Cuando era niño, mi madre tenía
una vecina que vivía dos pisos más abajo con la que se llevaba muy bien. Más
que vecinas, eran amigas. Muchas tardes, después de comer, bajaba hasta su casa
a tomar café y, en otras ocasiones, era la vecina la que subía a nuestra casa.
Daba la casualidad que la vecina
tenía una hija, Clarita, también de mi misma edad. Mientras nuestras madres
hablaban de sus cosas en el salón, yo solía jugar con Clarita en la habitación.
Ni ella, ni yo, teníamos hermanos, por lo que nos pasábamos casi todo el tiempo
allí metidos sin que nadie nos molestase. Teníamos juguetes, libros, maquinitas
de juegos,… A veces llevaba yo algún juego a su casa o lo traía ella a la mía.
La verdad es que lo pasábamos muy bien. Las tardes daban para mucho.
Recuerdo que un día que ya no
sabíamos qué hacer, Clarita me propuso un juego nuevo. Yo tenía que hacer que
estaba malito y ella me curaría. Me pareció divertido. Ese fue el primer día
que jugamos a los médicos. Unas veces ella era la doctora y yo el paciente, y otras
veces era yo el doctor y era ella la que estaba malita. Durante una buena
temporada, nos pasábamos buena parte de la tarde curándonos el uno al otro. Al
principio eran enfermedades leves, que se curaban con una simple pastilla
ficticia, pero cada vez las dolencias eran más graves y precisaban de
tratamientos más intensos. Había que investigar, indagar, analizar…

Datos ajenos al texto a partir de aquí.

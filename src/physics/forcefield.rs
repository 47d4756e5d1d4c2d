use crate::math::Vec2;

/// A (possibly) position-dependent acceleration applied to every
/// live particle each frame.
///
/// `Sync` because the particle pass may run in parallel
/// (see the `parallel` cargo feature).
pub trait ForceField: Sync {
    fn value_at(&self, position: Vec2) -> Vec2;
}

pub struct NoneField;
impl ForceField for NoneField {
    fn value_at(&self, _: Vec2) -> Vec2 {
        Vec2::zero()
    }
}

/// A combination of two different force fields.
pub struct Sum<F1: ForceField, F2: ForceField>(pub F1, pub F2);
impl<F1: ForceField, F2: ForceField> ForceField for Sum<F1, F2> {
    fn value_at(&self, pos: Vec2) -> Vec2 {
        self.0.value_at(pos) + self.1.value_at(pos)
    }
}

/// Constant gravity field over all of space.
///
/// The usual screen-space configuration is `Gravity(Vec2::new(0.0, g))`
/// with a positive `g`, since y grows downward.
pub struct Gravity(pub Vec2);
impl ForceField for Gravity {
    fn value_at(&self, _pos: Vec2) -> Vec2 {
        self.0
    }
}
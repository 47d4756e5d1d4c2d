//! Point queries against line segments and polygon boundaries.

use crate::math::Vec2;

use itertools::Itertools;

/// Find the point on the segment `a -> b` closest to `p`.
///
/// If the segment has zero length the shared endpoint is returned,
/// so this never divides by zero.
pub fn closest_point_on_segment(p: Vec2, a: Vec2, b: Vec2) -> Vec2 {
    let ab = b - a;
    let len_sq = ab.mag_sq();
    if len_sq == 0.0 {
        return a;
    }
    let t = ((p - a).dot(ab) / len_sq).clamp(0.0, 1.0);
    a + t * ab
}

/// Check whether a point is inside the polygon defined by the given vertex loop.
///
/// This is a crossing-number test with half-open edge handling:
/// a crossing is counted when the point is strictly to the left of the edge
/// and exactly one endpoint lies strictly below it.
/// Points exactly on the boundary therefore test inside on the polygon's
/// low-x side and outside on its high-x side and on horizontal edges.
/// The same rule applies regardless of winding direction.
pub fn point_in_polygon(p: Vec2, verts: &[Vec2]) -> bool {
    let mut inside = false;
    for (a, b) in verts.iter().circular_tuple_windows() {
        if (a.y > p.y) != (b.y > p.y) {
            let cross_x = a.x + (p.y - a.y) / (b.y - a.y) * (b.x - a.x);
            if p.x < cross_x {
                inside = !inside;
            }
        }
    }
    inside
}

/// Find the point on the polygon's boundary closest to `p`.
///
/// Iterates every edge of the vertex loop and keeps the candidate with
/// the smallest squared distance. Ties go to the earlier edge.
pub fn closest_boundary_point(p: Vec2, verts: &[Vec2]) -> Vec2 {
    let mut best = verts[0];
    let mut best_dist_sq = f64::MAX;
    for (a, b) in verts.iter().circular_tuple_windows() {
        let candidate = closest_point_on_segment(p, *a, *b);
        let dist_sq = (candidate - p).mag_sq();
        if dist_sq < best_dist_sq {
            best = candidate;
            best_dist_sq = dist_sq;
        }
    }
    best
}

Después llegó el verano y yo me
fui al pueblo hasta que volviera a haber cole. Eso hizo que se enfriara el tema
médico. A la vuelta, aunque seguíamos viéndonos y jugando en nuestras
respectivas casas, era como si nos diera vergüenza volver a jugar a los
médicos. Por lo menos a mí me la daba. Quizás, aunque solo hubieran sido unos
meses, habíamos crecido lo suficiente como para no ver las cosas con la misma
inocencia.
Tras unos años, le perdí la pista
a Clarita. Sus padres se separaron, y ella y su madre se habían mudado a otro
barrio. Yo me fui haciendo mayor, nuevas amistades,… En fin… la vida llevó a
cada uno por su lado. De eso hace ya unos 25 años. Ahora tengo 32 y sigo
viviendo en el mismo piso, aunque sin mis padres, que ya hace unos cuantos años
que decidieron retirarse y vivir tranquilamente en el pueblo. El piso de
Clarita lleva cerrado, sin que nadie viva en él, cerca de una década, desde que
su padre había fallecido.
Pues el caso es que hace unos
días, saliendo del ascensor, me topé con una chica que, al verme, sonrió y se
abalanzó hacia mí, estampándome dos efusivos besos. Supongo que mi cara me
delató porque en seguida me aclaró que era aquella niña que vivía, hacía ya un
montón de años atrás, dos pisos más abajo mía. Era Clarita, bueno… Clara. Así
se había presentado ella. Según ella, yo tenía la misma cara pero más mayor.
Pues menos mal, pensé. Parece ser que se acababa de mudar al antiguo piso de
sus padres, por lo que íbamos a ser de nuevo vecinos.
Llegado este momento y ya para ir
finalizando, tengo que confesar algo… “¡Madre mía con Clarita!”. Está muy pero
que muy bien. Alta, esbelta, larga melena ondulada, de color castaño. Ojazos,
labios carnosos… Bueno, no sigo, que creo que ya os haréis una idea. Y sí, soy
un tío y soy básico, qué le vamos a hacer, pero lo primero que se me vino a la
cabeza fueron aquellas tardes jugando a los médicos. No me lo quito de la
cabeza. ¿Se acordará ella de aquello?
En fin… que la vida da muchas
vueltas y, ahora mismo, se atormenta vecina.